* _DATASET EXTRACT_:

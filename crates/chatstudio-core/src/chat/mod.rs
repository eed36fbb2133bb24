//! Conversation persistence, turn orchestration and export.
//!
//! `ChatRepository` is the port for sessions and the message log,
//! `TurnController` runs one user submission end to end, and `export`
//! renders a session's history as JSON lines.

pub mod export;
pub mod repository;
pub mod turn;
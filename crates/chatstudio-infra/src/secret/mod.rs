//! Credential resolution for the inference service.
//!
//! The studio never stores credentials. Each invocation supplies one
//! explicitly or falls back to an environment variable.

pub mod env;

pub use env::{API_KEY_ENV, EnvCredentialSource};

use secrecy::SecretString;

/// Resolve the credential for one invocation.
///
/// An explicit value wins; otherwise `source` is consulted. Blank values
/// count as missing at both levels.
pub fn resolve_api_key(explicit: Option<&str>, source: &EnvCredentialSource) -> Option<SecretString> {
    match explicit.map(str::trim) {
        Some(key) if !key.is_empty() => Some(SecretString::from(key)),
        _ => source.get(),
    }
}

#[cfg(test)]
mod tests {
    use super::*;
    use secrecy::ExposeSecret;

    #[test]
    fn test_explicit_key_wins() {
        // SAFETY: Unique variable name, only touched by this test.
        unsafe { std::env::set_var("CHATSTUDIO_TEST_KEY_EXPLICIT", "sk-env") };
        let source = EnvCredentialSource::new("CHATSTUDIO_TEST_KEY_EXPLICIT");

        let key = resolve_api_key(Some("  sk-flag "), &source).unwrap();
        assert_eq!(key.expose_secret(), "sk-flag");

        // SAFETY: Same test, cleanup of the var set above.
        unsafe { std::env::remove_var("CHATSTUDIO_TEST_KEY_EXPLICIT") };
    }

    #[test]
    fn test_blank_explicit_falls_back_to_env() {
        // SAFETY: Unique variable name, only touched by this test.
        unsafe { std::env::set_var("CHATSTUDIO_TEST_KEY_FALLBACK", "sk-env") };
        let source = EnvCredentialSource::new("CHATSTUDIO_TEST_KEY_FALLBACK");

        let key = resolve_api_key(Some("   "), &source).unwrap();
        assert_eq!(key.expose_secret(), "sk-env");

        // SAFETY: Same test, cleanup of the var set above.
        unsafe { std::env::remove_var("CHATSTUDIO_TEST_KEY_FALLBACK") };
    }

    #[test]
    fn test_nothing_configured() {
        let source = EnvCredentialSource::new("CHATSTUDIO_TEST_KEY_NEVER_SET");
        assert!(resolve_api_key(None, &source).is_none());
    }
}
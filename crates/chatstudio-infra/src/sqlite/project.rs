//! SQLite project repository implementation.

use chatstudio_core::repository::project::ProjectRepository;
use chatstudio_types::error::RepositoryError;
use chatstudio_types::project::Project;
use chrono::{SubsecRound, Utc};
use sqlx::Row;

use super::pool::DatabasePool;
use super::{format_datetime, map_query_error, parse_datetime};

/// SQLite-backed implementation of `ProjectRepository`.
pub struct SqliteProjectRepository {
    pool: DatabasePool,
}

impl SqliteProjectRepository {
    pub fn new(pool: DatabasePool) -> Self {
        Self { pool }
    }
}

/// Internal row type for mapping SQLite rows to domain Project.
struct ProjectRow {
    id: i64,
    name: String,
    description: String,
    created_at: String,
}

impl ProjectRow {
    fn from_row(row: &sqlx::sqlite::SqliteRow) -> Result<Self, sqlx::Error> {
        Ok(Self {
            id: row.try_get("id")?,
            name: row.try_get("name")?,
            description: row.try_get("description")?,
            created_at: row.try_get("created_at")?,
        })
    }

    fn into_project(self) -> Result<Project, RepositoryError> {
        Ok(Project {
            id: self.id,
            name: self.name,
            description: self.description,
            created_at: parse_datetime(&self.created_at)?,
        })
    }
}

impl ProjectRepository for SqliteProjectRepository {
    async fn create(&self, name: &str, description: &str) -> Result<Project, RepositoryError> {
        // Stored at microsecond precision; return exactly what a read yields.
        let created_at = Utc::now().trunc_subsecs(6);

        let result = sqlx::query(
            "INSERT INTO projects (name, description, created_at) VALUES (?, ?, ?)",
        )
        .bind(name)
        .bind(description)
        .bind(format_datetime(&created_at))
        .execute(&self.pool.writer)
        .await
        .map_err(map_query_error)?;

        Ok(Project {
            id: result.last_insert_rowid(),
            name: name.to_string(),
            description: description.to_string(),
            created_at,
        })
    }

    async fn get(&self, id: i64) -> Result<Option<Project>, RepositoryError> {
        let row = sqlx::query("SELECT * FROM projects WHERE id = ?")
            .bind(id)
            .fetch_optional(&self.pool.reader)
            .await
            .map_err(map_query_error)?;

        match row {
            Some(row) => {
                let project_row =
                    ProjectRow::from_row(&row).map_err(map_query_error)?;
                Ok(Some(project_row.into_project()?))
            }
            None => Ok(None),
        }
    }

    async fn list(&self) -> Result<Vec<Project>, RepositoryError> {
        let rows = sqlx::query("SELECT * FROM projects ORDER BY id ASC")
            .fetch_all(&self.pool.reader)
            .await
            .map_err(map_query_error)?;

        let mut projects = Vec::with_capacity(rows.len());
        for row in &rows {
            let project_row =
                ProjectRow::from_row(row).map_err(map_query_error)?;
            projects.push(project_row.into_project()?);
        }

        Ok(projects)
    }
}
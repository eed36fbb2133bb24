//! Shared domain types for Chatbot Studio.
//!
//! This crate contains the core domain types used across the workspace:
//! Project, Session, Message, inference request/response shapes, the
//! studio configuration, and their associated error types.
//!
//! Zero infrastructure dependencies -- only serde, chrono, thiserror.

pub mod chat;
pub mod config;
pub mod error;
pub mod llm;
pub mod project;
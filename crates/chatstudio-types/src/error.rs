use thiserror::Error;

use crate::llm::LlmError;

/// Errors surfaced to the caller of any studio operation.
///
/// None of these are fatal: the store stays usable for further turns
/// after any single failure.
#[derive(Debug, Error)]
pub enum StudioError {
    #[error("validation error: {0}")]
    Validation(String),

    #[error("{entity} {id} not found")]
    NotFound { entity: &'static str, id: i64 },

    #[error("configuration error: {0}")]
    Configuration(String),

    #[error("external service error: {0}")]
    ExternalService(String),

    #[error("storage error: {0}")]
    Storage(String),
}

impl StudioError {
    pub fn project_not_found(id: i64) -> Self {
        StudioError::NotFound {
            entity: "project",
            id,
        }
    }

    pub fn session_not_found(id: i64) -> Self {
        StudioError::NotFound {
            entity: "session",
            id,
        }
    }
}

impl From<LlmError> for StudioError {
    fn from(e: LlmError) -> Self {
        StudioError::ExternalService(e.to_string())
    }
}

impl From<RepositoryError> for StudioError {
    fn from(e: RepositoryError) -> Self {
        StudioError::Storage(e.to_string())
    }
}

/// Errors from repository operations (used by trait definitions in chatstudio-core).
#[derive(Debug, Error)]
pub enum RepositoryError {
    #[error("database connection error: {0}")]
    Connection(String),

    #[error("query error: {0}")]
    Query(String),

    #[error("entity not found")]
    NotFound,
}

* _PROBLEM TO SOLVE_:
Check each line of the material above for "SecretString", count those that have it, and answer with the number alone.

* _RESULT OF THE TASK_:
3